Of course, the weather in Michigan this year hasn't been nearly as extreme as in years past. My friends in the southwest corner enjoyed a 65 degree Leap Year bonus, and there were celebrations all over Facebook...and then it snowed that evening. They've only had a few good sledding days, and at times their high temperature has just about matched ours in San Diego. Yesterday, in fact, it was higher.
I find myself feeling nostalgic for spring, but for springs past; for the crocuses poking up through crusty snow; for the fresh smell of loamy soil; for the annual laugh among neighbors at the one couple who shoveled their slowly dwindling snow piles ONTO their driveway about this time each year. Of course I'm nostalgic for anything at all to do with Michigan, except perhaps for that one set of crazy inhabitants of the old neighborhood.
I didn't come willingly to San Diego.
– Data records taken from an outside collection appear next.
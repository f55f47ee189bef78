//! # pipewatch
//!
//! A CI pipeline status watcher. Polls a provider's most recent workflow
//! run on an interval, detects transitions among a small fixed set of
//! pipeline states, and fans each transition out to registered observers
//! (terminal status line, desktop notifier, log).
//!
//! ## Architecture
//!
//! ```text
//! ┌──────────────────────────────────────────────────────────┐
//! │                         Binary                           │
//! │  ┌──────────┐ tick ┌─────────┐ on change ┌────────────┐  │
//! │  │ poll loop│─────▶│ Monitor │──────────▶│ callbacks  │  │
//! │  │ (sleep)  │      │ (state) │           │ (notify)   │  │
//! │  └──────────┘      └────┬────┘           └────────────┘  │
//! │                         │ current_status()               │
//! │                         ▼                                │
//! │                    ┌─────────┐                           │
//! │                    │ source  │◀── GitHubSource           │
//! │                    │ (trait) │    | FileSource           │
//! │                    └─────────┘    | ChannelSource        │
//! └──────────────────────────────────────────────────────────┘
//! ```
//!
//! - **[`monitor`]**: the poll/compare/notify state machine. Remembers
//!   the last observed status and notifies callbacks at most once per
//!   transition; the very first poll always notifies.
//! - **[`source`]**: status source abstraction ([`StatusSource`] trait)
//!   with GitHub Actions, JSON-file, and watch-channel implementations.
//! - **[`status`]**: the closed [`Status`] enum and its string tags.
//! - **[`settings`]**: persisted JSON configuration (glue).
//! - **[`notify`]**: observer glue - desktop notifications and icon
//!   mapping.
//!
//! ## Usage
//!
//! ### As a CLI tool
//!
//! ```bash
//! # Watch the repository configured in config.json
//! pipewatch --config config.json
//!
//! # Single poll, useful in scripts
//! pipewatch --once
//! ```
//!
//! ### As a library
//!
//! ```
//! use pipewatch::{ChannelSource, Monitor, Status};
//! use std::time::Duration;
//!
//! let (tx, source) = ChannelSource::create(Status::Running, "embedded");
//! let mut monitor = Monitor::new(Box::new(source), Duration::from_secs(120));
//! monitor.on_status_change(|status| {
//!     println!("pipeline is now {status}");
//!     Ok(())
//! });
//! monitor.poll_once().unwrap();
//! ```

pub mod monitor;
pub mod notify;
pub mod settings;
pub mod source;
pub mod status;

// Re-export main types for convenience
pub use monitor::{Monitor, PollError, StatusCallback};
pub use notify::DesktopNotifier;
pub use settings::{Settings, SettingsError};
pub use source::{ChannelSource, FileSource, GitHubSource, SourceError, StatusSource};
pub use status::Status;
It wasn't a choice on my part, except to keep my children's parents together, which is of course the worthiest of choices. Were it not for San Diego, however, I don't think I would be taking the steps I am to follow the dream I've had since middle school of being a writer. I would have likely remained complacent with my Michigan life, and done nothing but continue to dwell on an empty dream.
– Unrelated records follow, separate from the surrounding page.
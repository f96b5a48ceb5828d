use async_trait::async_trait;

use super::subscription_model::SubscriptionStatus;
use crate::errors::Result;

/// Source of the user's plan.
#[async_trait]
pub trait SubscriptionRepositoryTrait: Send + Sync {
    async fn get_status(&self) -> Result<SubscriptionStatus>;
}
mod subscription_model;
mod subscription_service;
mod subscription_traits;

pub use subscription_model::{PlanTier, SubscriptionStatus};
pub use subscription_service::SubscriptionService;
pub use subscription_traits::SubscriptionRepositoryTrait;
Here I am faced with so much time alone, that I have no choice but to look inside and ask what I hope to be. Here there are a bevy of choices in what classes to attend, workshops, writers groups, and it seems more accepted, even expected of someone to want more for herself. Whether it's near obsessive exercising, botoxing or shopping, many of the moms here seem to make no apologies about focusing on themselves during their children's school day, and I'm beginning to admire it and even strive for it.
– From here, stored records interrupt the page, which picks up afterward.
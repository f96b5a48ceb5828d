//! Periodic quote refresh.
//!
//! One timer task per active scheduler. Each tick spawns a refresh cycle so
//! the timer is never blocked by a slow lookup; at most one cycle is in
//! flight at a time and timer ticks firing meanwhile are dropped. A holding
//! change that hits an in-flight cycle queues a single follow-up cycle.
//!
//! Every cycle reads the symbol set from [`SharedHoldings`] when it starts,
//! and merges the result against the set held when the response arrives.

use std::sync::atomic::{AtomicBool, AtomicU64, Ordering};
use std::sync::{Arc, Mutex, MutexGuard, RwLock, Weak};
use std::time::Duration;

use chrono::Utc;
use log::{debug, info, warn};
use stockboard_market_data::{BatchOutcome, FetchFailure, QuoteAdapter};
use tokio::sync::watch;
use tokio::task::JoinHandle;
use tokio::time::{interval, MissedTickBehavior};

use super::refresh_model::{CycleReport, RefreshStatus, SchedulerTransition, TickOutcome};
use crate::holdings::SharedHoldings;
use crate::quotes::QuoteBook;
use crate::settings::EngineConfig;

/// RAII marker for the single in-flight refresh cycle.
struct InFlightGuard {
    shared: Arc<SchedulerShared>,
}

impl InFlightGuard {
    /// Returns `None` if a cycle is already in flight.
    fn try_acquire(shared: &Arc<SchedulerShared>) -> Option<Self> {
        shared
            .in_flight
            .compare_exchange(false, true, Ordering::SeqCst, Ordering::SeqCst)
            .ok()
            .map(|_| Self {
                shared: Arc::clone(shared),
            })
    }
}

impl Drop for InFlightGuard {
    fn drop(&mut self) {
        self.shared.in_flight.store(false, Ordering::SeqCst);
    }
}

struct SchedulerShared {
    holdings: SharedHoldings,
    quote_book: Arc<QuoteBook>,
    adapter: Arc<QuoteAdapter>,
    period: Duration,
    in_flight: AtomicBool,
    /// One cycle owed to a holding change that arrived mid-flight.
    follow_up: AtomicBool,
    /// Bumped on teardown; cycles started under an older value are ignored.
    generation: AtomicU64,
    status: RwLock<RefreshStatus>,
    completed: watch::Sender<u64>,
}

impl SchedulerShared {
    fn update_status(&self, update: impl FnOnce(&mut RefreshStatus)) {
        let mut status = self.status.write().unwrap_or_else(|poisoned| {
            warn!("Refresh status lock was poisoned, recovering");
            poisoned.into_inner()
        });
        update(&mut status);
    }

    fn tick(self: &Arc<Self>) -> TickOutcome {
        if self.holdings.is_empty() {
            return TickOutcome::Idle;
        }

        let Some(guard) = InFlightGuard::try_acquire(self) else {
            debug!("Refresh tick skipped: previous cycle still in flight");
            self.update_status(|s| s.ticks_skipped += 1);
            return TickOutcome::SkippedInFlight;
        };

        let generation = self.generation.load(Ordering::Acquire);
        self.update_status(|s| s.cycles_started += 1);

        let shared = Arc::clone(self);
        TickOutcome::Started(tokio::spawn(async move {
            let report = {
                let _guard = guard;
                shared.run_cycle(generation).await
            };
            if shared.follow_up.swap(false, Ordering::SeqCst) {
                debug!("Running queued refresh cycle");
                shared.tick();
            }
            report
        }))
    }

    /// Like [`tick`](Self::tick), but a tick that hits an in-flight cycle
    /// owes one more cycle once that cycle ends. At most one is queued.
    fn tick_or_queue(self: &Arc<Self>) -> TickOutcome {
        match self.tick() {
            TickOutcome::SkippedInFlight => {
                self.follow_up.store(true, Ordering::SeqCst);
                // The in-flight cycle may have ended between the two steps.
                if !self.in_flight.load(Ordering::SeqCst)
                    && self.follow_up.swap(false, Ordering::SeqCst)
                {
                    return self.tick();
                }
                TickOutcome::SkippedInFlight
            }
            outcome => outcome,
        }
    }

    async fn run_cycle(&self, generation: u64) -> CycleReport {
        let symbols = self.holdings.symbols();
        if symbols.is_empty() {
            return CycleReport::NoSymbols;
        }

        debug!("Refreshing quotes for {} symbols", symbols.len());
        let batch = self.adapter.fetch_quotes(&symbols).await;

        if self.generation.load(Ordering::Acquire) != generation {
            debug!("Discarding quote refresh result: scheduler was stopped");
            return CycleReport::Superseded;
        }

        let report = match &batch.outcome {
            BatchOutcome::Skipped => CycleReport::NoSymbols,
            BatchOutcome::Failed { reason } => {
                warn!(
                    "Quote refresh failed, keeping {} last-known quotes: {}",
                    self.quote_book.len(),
                    reason
                );
                self.update_status(|s| {
                    s.consecutive_failures += 1;
                    s.last_error = Some(reason.to_string());
                    s.session_expired = *reason == FetchFailure::SessionExpired;
                });
                CycleReport::Failed {
                    reason: reason.clone(),
                }
            }
            BatchOutcome::Complete | BatchOutcome::Partial { .. } => {
                let applied = self.quote_book.apply(&batch, || self.holdings.symbols());
                info!(
                    "Quotes refreshed: {}/{} symbols resolved",
                    batch.quotes.len(),
                    batch.requested.len()
                );
                self.update_status(|s| {
                    s.consecutive_failures = 0;
                    s.last_success = Some(Utc::now());
                    s.last_error = None;
                    s.session_expired = false;
                });
                CycleReport::Applied {
                    requested: batch.requested.len(),
                    outcome: batch.outcome.clone(),
                    report: applied,
                }
            }
        };

        self.completed.send_modify(|count| *count += 1);
        report
    }
}

/// Drives periodic quote refreshes for the live holding set.
///
/// Must be used from within a tokio runtime. Dropping the scheduler stops
/// the timer.
pub struct RefreshScheduler {
    shared: Arc<SchedulerShared>,
    timer: Mutex<Option<JoinHandle<()>>>,
}

impl RefreshScheduler {
    pub fn new(
        holdings: SharedHoldings,
        quote_book: Arc<QuoteBook>,
        adapter: Arc<QuoteAdapter>,
        config: &EngineConfig,
    ) -> Self {
        let (completed, _) = watch::channel(0);
        Self {
            shared: Arc::new(SchedulerShared {
                holdings,
                quote_book,
                adapter,
                period: config.refresh_interval,
                in_flight: AtomicBool::new(false),
                follow_up: AtomicBool::new(false),
                generation: AtomicU64::new(0),
                status: RwLock::new(RefreshStatus::default()),
                completed,
            }),
            timer: Mutex::new(None),
        }
    }

    fn lock_timer(&self) -> MutexGuard<'_, Option<JoinHandle<()>>> {
        self.timer.lock().unwrap_or_else(|poisoned| {
            warn!("Refresh timer lock was poisoned, recovering");
            poisoned.into_inner()
        })
    }

    /// Starts or clears the timer to match the current holding set.
    ///
    /// A set that became non-empty starts the timer and runs a cycle right
    /// away; an empty set clears it. Other changes need no action since each
    /// cycle reads the live set.
    pub fn on_holdings_changed(&self) -> SchedulerTransition {
        if self.shared.holdings.is_empty() {
            if self.cancel_timer() {
                info!("Refresh scheduler deactivated: no holdings");
                return SchedulerTransition::Deactivated;
            }
            return SchedulerTransition::Unchanged;
        }

        if self.start_timer() {
            info!(
                "Refresh scheduler activated (every {:?})",
                self.shared.period
            );
            return SchedulerTransition::Activated;
        }
        SchedulerTransition::Unchanged
    }

    /// Runs a refresh cycle now unless one is already in flight.
    pub fn tick(&self) -> TickOutcome {
        self.shared.tick()
    }

    /// Runs a refresh cycle now, or right after the one in flight.
    ///
    /// Used when the holding set changed, so a new symbol is not left
    /// unpriced for a whole interval.
    pub fn request_refresh(&self) -> TickOutcome {
        self.shared.tick_or_queue()
    }

    /// Clears the timer. A cycle still in flight completes, but its result
    /// is ignored.
    pub fn stop(&self) {
        if self.cancel_timer() {
            info!("Refresh scheduler stopped");
        }
    }

    pub fn is_active(&self) -> bool {
        self.lock_timer()
            .as_ref()
            .is_some_and(|handle| !handle.is_finished())
    }

    pub fn is_fetching(&self) -> bool {
        self.shared.in_flight.load(Ordering::Acquire)
    }

    pub fn status(&self) -> RefreshStatus {
        self.shared
            .status
            .read()
            .unwrap_or_else(|poisoned| poisoned.into_inner())
            .clone()
    }

    /// Receiver of the number of completed cycles; changes after every
    /// applied or failed cycle.
    pub fn subscribe(&self) -> watch::Receiver<u64> {
        self.shared.completed.subscribe()
    }

    fn start_timer(&self) -> bool {
        let mut timer = self.lock_timer();
        if timer.as_ref().is_some_and(|handle| !handle.is_finished()) {
            return false;
        }

        let weak: Weak<SchedulerShared> = Arc::downgrade(&self.shared);
        let period = self.shared.period;
        *timer = Some(tokio::spawn(async move {
            let mut ticker = interval(period);
            ticker.set_missed_tick_behavior(MissedTickBehavior::Skip);
            let mut activation = true;
            loop {
                // The first tick completes immediately.
                ticker.tick().await;
                let Some(shared) = weak.upgrade() else {
                    break;
                };
                // Only the activation tick waits out a cycle left over from
                // an earlier activation; periodic ticks are dropped.
                let outcome = if activation {
                    shared.tick_or_queue()
                } else {
                    shared.tick()
                };
                activation = false;
                if let TickOutcome::Idle = outcome {
                    debug!("Refresh timer exiting: no holdings");
                    break;
                }
            }
        }));
        true
    }

    /// Aborts the timer and invalidates in-flight cycles. Returns whether a
    /// running timer was cleared.
    fn cancel_timer(&self) -> bool {
        let handle = self.lock_timer().take();
        self.shared.generation.fetch_add(1, Ordering::AcqRel);
        self.shared.follow_up.store(false, Ordering::SeqCst);
        match handle {
            Some(handle) => {
                let was_running = !handle.is_finished();
                handle.abort();
                was_running
            }
            None => false,
        }
    }
}

impl Drop for RefreshScheduler {
    fn drop(&mut self) {
        self.cancel_timer();
    }
}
Maybe it should be our time; my time. After sacrificing clothes, a social life, income, job advancement, and risking the dreaded hole in our resumes, isn't it about time we think about what we want to be when we grow up? I've been a mom for twenty-five years, for nearly all of my adult life, and of course I wouldn't trade it for anything. But I have my last child at home, and if I don't work on myself now, if I don't take the opportunities that are available to me and use this time being on the complete opposite side of the country from both of my girls; the very essence of who I have been only so much more, then I'm not only cheating myself, I'm cheating them when they become mothers and must struggle with some of the same challenges.
But why is it so hard for me? It's hard to believe in myself and my dreams, it's hard to justify sitting at my computer all day spending the time writing. It's really tough to spend the money on classes that may or may not pay off one day. And most of all, it feels damn near insurmountable to even imagine submitting anything I've written and risk certain rejection, let alone actually do it.
I'm afraid I don't have the answers. Maybe I just have to accept that doubting myself is a battle I will continue to fight every day, and make myself do it anyway. After all, I did take that creative writing class last fall, and it went very well. I'm currently taking an online class on Internet writing markets, and I'm signing up for Creative Writing II, with the same instructors I adored from the first session. I'm friends on Facebook with Margaret Dilloway, a local San Diego author who wrote the delightful, "How to be an American Housewife," and who frequently posts great pieces about writing that I'm finding inspirational and informative. In fact it was she who lead me to seek out the classes I'm taking.
Perhaps I haven't come very far from The Poky Little Puppy I was dubbed by Mrs. Wisebrook in kindergarten, but slowly and surely, I'm fighting my way to becoming a local San Diego author, too.